I kept telling myself this was just an experiment to get us all to stop missing out in the real world, since I quickly realized there was no place else I wanted to be online, but I'm really, really glad to see this place back. Thank you so much for all that you do for this place.


----------



## bigsexy920 (Oct 19, 2007)

Thank you !!! :bow::bow:


----------



## Mathias (Oct 19, 2007)

Thank you so much!!!


----------



## CAMellie (Oct 19, 2007)

I would like to add my thanks to those that have already been expressed. Your hard work and dedication is VERY much appreciated. Thank you, sir!!


----------



## GoddessPatty (Oct 19, 2007)

Conrad, thanks for all that you do! WE all realize how much we need, want and depend on dimensions in our everyday lives. Its ALL because of what you have created here for us. Again, a BIG thank you to you!!!
Now where can I find a link to make a donation???

Goddess Patty


----------



## HottiMegan (Oct 19, 2007)

I never realized how much time i actually spend here until it was gone. Thank you for working tirelessly to bring back my favorite place to waste many ah hours online


----------



## fatcharlie (Oct 19, 2007)

Thank you very much:bow::bow::bow:. 
I say like Megan abowe I did know how much time I spend on this board until it was gone 
Charlie


----------



## The Orange Mage (Oct 19, 2007)

Nice too see the place back...I always feared the only thing that could take down Dimensions was a massive hardware failure.

Oddly, another website I visit often had the same thing happen around the exact same time...


----------



## mimosa (Oct 19, 2007)

FROM THE BOTTOM OF MY HEART, THANK YOU VERY MUCH ,Conrad. This place means a lot to me. :wubu:


----------



## IwannabeVERYfat (Oct 19, 2007)

thank you for all your hard work Conrad!!
this site rocks!


----------



## candygodiva (Oct 19, 2007)

Dimensions is the best, and so are you Conrad hunny.:wubu:
I offer you much respect as a Webmaster, for all your dedication and hard work. :bow:
Thank you so much for pulling out all the stops, and getting this place back up and running.
It really is a special and comfortable place for this fat girl.
Love and CandyKisses
:kiss2::kiss2::kiss2:


----------



## Surlysomething (Oct 19, 2007)

I didn't realize how much I started to really enjoy the board until it went missing.

Merci!


----------



## tonynyc (Oct 19, 2007)

Conrad, 
You are a Hero. Thanks!!!!


----------



## fanofdimensions (Oct 19, 2007)

When I saw the site was down I figured it was some sort of techincal malfunction...but reading this is like reading a horror story from real life!
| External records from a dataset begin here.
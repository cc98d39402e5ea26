use chrono::{Local, Timelike};
use rand::Rng;

use crate::db::models::SensorReading;

const BASE_TEMPERATURE: f64 = 23.0;
const BASE_HUMIDITY: f64 = 55.0;

const TEMPERATURE_RANGE: (f64, f64) = (5.0, 40.0);
const HUMIDITY_RANGE: (f64, f64) = (30.0, 80.0);
const ILLUMINANCE_RANGE: (f64, f64) = (10.0, 1000.0);

#[derive(Debug, Clone, Copy, PartialEq, Eq)]
pub enum DayBand {
    /// 06:00 through 18:59
    Day,
    /// 19:00 through 22:59
    Evening,
    Night,
}

impl DayBand {
    pub fn from_hour(hour: u32) -> Self {
        match hour {
            6..=18 => DayBand::Day,
            19..=22 => DayBand::Evening,
            _ => DayBand::Night,
        }
    }

    fn temperature_factor(self) -> f64 {
        match self {
            DayBand::Day => 1.2,
            DayBand::Evening => 1.0,
            DayBand::Night => 0.7,
        }
    }

    fn base_illuminance(self) -> f64 {
        match self {
            DayBand::Day => 400.0,
            DayBand::Evening => 150.0,
            DayBand::Night => 50.0,
        }
    }
}

fn round1(value: f64) -> f64 {
    (value * 10.0).round() / 10.0
}

fn clamp_round((min, max): (f64, f64), value: f64) -> f64 {
    round1(value.clamp(min, max))
}

/// Synthesizes a plausible reading for the given local hour.
pub fn reading_for_hour<R: Rng + ?Sized>(hour: u32, rng: &mut R) -> SensorReading {
    let band = DayBand::from_hour(hour);

    let temperature =
        BASE_TEMPERATURE * band.temperature_factor() + rng.gen_range(-3.0..=3.0);
    let humidity = BASE_HUMIDITY + rng.gen_range(-15.0..=15.0);
    let illuminance = band.base_illuminance() + rng.gen_range(-50.0..=100.0);

    SensorReading::new(
        clamp_round(TEMPERATURE_RANGE, temperature),
        clamp_round(HUMIDITY_RANGE, humidity),
        clamp_round(ILLUMINANCE_RANGE, illuminance),
    )
}

/// Stands in for real hardware while the demo camera drives collection.
#[derive(Debug, Clone, Copy, Default)]
pub struct MockSensorGenerator;

impl MockSensorGenerator {
    pub fn generate(&self) -> SensorReading {
        reading_for_hour(Local::now().hour(), &mut rand::thread_rng())
    }
}

#[cfg(test)]
mod tests {
    use super::*;
    use rand::{rngs::StdRng, SeedableRng};

    fn samples(hour: u32) -> Vec<SensorReading> {
        let mut rng = StdRng::seed_from_u64(u64::from(hour) + 7);
        (0..500).map(|_| reading_for_hour(hour, &mut rng)).collect()
    }

    fn values(readings: &[SensorReading], pick: fn(&SensorReading) -> Option<f64>) -> Vec<f64> {
        readings.iter().map(|r| pick(r).unwrap()).collect()
    }

    #[test]
    fn band_boundaries() {
        assert_eq!(DayBand::from_hour(5), DayBand::Night);
        assert_eq!(DayBand::from_hour(6), DayBand::Day);
        assert_eq!(DayBand::from_hour(18), DayBand::Day);
        assert_eq!(DayBand::from_hour(19), DayBand::Evening);
        assert_eq!(DayBand::from_hour(22), DayBand::Evening);
        assert_eq!(DayBand::from_hour(23), DayBand::Night);
        assert_eq!(DayBand::from_hour(0), DayBand::Night);
    }

    #[test]
    fn daytime_is_warm_and_bright() {
        let readings = samples(12);
        for t in values(&readings, |r| r.temperature) {
            assert!((24.6..=30.6).contains(&t), "temperature {t}");
        }
        for lux in values(&readings, |r| r.illuminance) {
            assert!((350.0..=500.0).contains(&lux), "illuminance {lux}");
        }
    }

    #[test]
    fn night_is_cool_and_dark() {
        let readings = samples(3);
        for t in values(&readings, |r| r.temperature) {
            assert!((13.1..=19.1).contains(&t), "temperature {t}");
        }
        for lux in values(&readings, |r| r.illuminance) {
            assert!((10.0..=150.0).contains(&lux), "illuminance {lux}");
        }
    }

    #[test]
    fn evening_sits_between() {
        let readings = samples(20);
        for t in values(&readings, |r| r.temperature) {
            assert!((20.0..=26.0).contains(&t), "temperature {t}");
        }
        for lux in values(&readings, |r| r.illuminance) {
            assert!((100.0..=250.0).contains(&lux), "illuminance {lux}");
        }
    }

    #[test]
    fn humidity_stays_in_range_and_values_are_rounded() {
        for hour in [0, 8, 21] {
            for reading in samples(hour) {
                let h = reading.humidity.unwrap();
                assert!((30.0..=80.0).contains(&h));
                for v in [reading.temperature, reading.humidity, reading.illuminance] {
                    let v = v.unwrap();
                    assert!((v * 10.0 - (v * 10.0).round()).abs() < 1e-9);
                }
            }
        }
    }

    #[test]
    fn generate_always_fills_every_field() {
        let reading = MockSensorGenerator.generate();
        assert!(reading.temperature.is_some());
        assert!(reading.humidity.is_some());
        assert!(reading.illuminance.is_some());
    }
}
I'm so sorry this happened to you and the site, I maintain a couple of sites myself and even though I back up and all, still wonder sometimes what COULD happen...

anyway, you have my sympathies and good wishes the site is awesome and you're a heckuva guy for putting in all your hard work esp. in a sitaution like this. you rock.


----------



## Ash (Oct 19, 2007)

Thank you so, so much Conrad for everything that you're doing for us every day.

And thank you AnnMarie for keeping us updated so we didn't go insane.


----------



## daddyoh70 (Oct 19, 2007)

I thought someone found the launch sequence to the Chia Head Annihilatrix.  Sorry to hear about all the troubles Conrad. A million thanks for you tireless efforts.


----------



## kr7 (Oct 19, 2007)

THANK YOU, CONRAD!!!

You wonderfull man, you! *big kiss*

Chris


----------



## Still a Skye fan (Oct 19, 2007)

Everything looks great, Conrad.

Thanks for the hard work in bringing it back.


Yer pal,


Dennis


----------



## Aurora (Oct 19, 2007)

I missed this place so much! A HUGE thank you to Conrad and everyone who helped!

It really shows what a great community this is.


----------



## BigCutieSasha (Oct 19, 2007)

I am so happy its back up and running. Talking with fellow Dimers outsite of the forum, it was nice to know I wasn't the only one who felt like part of their day was missing. It was like going out without underwear. Something just wasn't right.

Big thanks to Conrad for working soooo hard to get it running again. It means a lot to everyone.


----------



## imfree (Oct 19, 2007)

daddyoh70 said:


> I thought someone found the launch sequence to the Chia Head Annihilatrix.  Sorry to hear about all the troubles Conrad. A million thanks for you tireless efforts.




As one of the three original ChiaHeads, I certify that no ChiaVirus contamination
was in the AC power line to Dimensions server. The waveform picture is just
for reference purposes. ChiaVirus, being green, usually follows the green ground
wire to the earth. Thanks, again, Conrad, you ROCK, dude!!!


----------



## AnnMarie (Oct 19, 2007)

GoddessPatty said:


> Conrad, thanks for all that you do! WE all realize how much we need, want and depend on dimensions in our everyday lives. Its ALL because of what you have created here for us. Again, a BIG thank you to you!!!
> Now where can I find a link to make a donation???
> 
> Goddess Patty



I'm sure someone else answered you by now, haven't scrolled down yet... but all server rebuild donations can be sent directly to [email protected]

Donations to Dimensions for Clubhouse memberships can be made using the link at the top of the page "Upgrade" - but right now I think the direct server rebuild donations are going where the money is needed.


----------



## bmann0413 (Oct 19, 2007)

I'm glad to see it's back! I almost cried myself to death without it! Thanks for all your hard work, Conrad!


----------



## AnnMarie (Oct 19, 2007)

Carrie and Ashley, you're welcome. It was the only way I could *think of to try to keep our little community linked. 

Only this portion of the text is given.